§ **Given data**:
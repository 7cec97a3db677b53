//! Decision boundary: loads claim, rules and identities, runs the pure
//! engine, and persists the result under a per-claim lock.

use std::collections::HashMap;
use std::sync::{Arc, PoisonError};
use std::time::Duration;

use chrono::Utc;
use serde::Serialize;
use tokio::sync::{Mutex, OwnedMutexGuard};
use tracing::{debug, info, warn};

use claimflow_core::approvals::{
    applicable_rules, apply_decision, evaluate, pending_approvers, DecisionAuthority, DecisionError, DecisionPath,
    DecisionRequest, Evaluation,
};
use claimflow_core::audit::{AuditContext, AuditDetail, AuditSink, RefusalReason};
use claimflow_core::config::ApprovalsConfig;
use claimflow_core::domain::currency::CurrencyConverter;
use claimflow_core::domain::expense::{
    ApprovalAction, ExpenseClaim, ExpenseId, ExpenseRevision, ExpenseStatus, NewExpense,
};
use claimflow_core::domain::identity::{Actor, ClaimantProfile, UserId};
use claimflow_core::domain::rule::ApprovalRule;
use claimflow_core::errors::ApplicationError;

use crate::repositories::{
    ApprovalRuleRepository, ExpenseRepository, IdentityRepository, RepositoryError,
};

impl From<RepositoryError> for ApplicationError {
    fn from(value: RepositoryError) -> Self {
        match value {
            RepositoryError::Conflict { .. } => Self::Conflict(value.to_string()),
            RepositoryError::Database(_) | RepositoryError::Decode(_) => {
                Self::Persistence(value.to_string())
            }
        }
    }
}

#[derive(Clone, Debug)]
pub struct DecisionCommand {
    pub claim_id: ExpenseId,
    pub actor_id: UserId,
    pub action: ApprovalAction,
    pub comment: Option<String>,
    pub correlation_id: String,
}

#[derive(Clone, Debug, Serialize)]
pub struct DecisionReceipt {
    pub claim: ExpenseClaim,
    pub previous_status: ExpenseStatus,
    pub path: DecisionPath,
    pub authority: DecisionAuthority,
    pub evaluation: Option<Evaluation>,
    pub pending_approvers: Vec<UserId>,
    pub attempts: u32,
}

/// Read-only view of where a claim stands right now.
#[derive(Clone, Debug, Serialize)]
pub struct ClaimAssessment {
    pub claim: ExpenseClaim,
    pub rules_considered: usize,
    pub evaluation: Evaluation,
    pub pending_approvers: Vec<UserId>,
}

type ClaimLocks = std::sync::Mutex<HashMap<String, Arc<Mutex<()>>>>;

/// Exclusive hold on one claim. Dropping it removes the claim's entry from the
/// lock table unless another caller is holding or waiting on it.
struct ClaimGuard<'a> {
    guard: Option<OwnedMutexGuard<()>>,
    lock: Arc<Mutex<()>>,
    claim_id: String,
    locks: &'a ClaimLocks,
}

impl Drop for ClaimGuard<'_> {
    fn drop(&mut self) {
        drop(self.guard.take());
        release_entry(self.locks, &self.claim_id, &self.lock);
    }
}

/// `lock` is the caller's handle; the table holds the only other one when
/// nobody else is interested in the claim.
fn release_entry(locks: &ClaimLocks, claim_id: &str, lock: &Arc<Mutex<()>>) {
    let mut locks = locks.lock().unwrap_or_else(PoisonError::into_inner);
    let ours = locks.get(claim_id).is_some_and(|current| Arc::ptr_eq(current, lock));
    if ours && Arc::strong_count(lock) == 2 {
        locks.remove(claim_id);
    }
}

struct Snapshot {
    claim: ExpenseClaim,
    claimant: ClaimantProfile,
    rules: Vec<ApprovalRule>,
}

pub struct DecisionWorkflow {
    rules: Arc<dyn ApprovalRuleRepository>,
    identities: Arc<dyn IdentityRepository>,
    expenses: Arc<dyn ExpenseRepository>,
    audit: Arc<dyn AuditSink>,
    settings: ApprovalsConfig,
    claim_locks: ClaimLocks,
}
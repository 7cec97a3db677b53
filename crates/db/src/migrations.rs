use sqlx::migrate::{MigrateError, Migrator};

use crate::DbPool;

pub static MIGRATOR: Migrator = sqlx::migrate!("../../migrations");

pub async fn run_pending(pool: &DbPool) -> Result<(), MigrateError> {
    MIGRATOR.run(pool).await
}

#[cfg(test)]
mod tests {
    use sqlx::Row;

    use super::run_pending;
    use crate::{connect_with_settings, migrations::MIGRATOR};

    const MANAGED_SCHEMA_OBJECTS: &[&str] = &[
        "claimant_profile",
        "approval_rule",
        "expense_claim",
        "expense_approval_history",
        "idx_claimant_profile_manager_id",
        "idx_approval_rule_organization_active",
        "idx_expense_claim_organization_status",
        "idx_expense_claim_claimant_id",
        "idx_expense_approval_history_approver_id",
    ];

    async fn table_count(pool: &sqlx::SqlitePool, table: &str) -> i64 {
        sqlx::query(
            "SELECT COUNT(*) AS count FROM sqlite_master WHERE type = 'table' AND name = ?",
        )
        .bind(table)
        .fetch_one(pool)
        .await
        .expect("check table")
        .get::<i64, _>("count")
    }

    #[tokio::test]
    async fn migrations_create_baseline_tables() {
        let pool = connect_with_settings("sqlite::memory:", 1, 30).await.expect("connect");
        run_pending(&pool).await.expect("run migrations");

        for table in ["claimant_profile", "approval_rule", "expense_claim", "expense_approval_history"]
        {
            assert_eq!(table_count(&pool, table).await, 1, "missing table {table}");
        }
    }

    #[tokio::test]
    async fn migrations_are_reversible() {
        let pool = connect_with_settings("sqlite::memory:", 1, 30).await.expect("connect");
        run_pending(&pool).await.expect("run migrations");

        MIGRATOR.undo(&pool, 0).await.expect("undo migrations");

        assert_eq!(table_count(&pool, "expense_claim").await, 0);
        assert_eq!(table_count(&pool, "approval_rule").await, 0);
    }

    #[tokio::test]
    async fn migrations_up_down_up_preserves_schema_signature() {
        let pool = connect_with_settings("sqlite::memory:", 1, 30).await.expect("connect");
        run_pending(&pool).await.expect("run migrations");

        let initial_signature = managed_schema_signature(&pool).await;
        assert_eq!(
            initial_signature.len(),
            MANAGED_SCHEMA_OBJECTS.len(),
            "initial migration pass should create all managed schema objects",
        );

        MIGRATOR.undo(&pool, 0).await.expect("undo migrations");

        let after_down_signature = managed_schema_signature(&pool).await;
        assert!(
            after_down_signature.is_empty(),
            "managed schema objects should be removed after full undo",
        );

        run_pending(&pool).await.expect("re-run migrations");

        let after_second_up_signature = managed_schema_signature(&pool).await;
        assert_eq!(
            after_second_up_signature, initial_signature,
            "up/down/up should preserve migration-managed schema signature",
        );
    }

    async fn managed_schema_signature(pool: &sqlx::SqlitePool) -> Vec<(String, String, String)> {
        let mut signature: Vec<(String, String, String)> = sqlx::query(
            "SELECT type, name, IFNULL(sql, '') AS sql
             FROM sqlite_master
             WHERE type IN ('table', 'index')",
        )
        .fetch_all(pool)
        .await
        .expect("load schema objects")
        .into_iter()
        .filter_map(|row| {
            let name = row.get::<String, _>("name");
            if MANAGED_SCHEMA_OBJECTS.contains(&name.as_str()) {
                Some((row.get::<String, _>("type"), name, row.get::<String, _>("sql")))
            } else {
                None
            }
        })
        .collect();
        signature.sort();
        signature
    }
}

§ **Task to complete**: Your answer should be a single number: the count of lines in the entries that contain the word "HashMap".

§ **Answer to this problem**: 2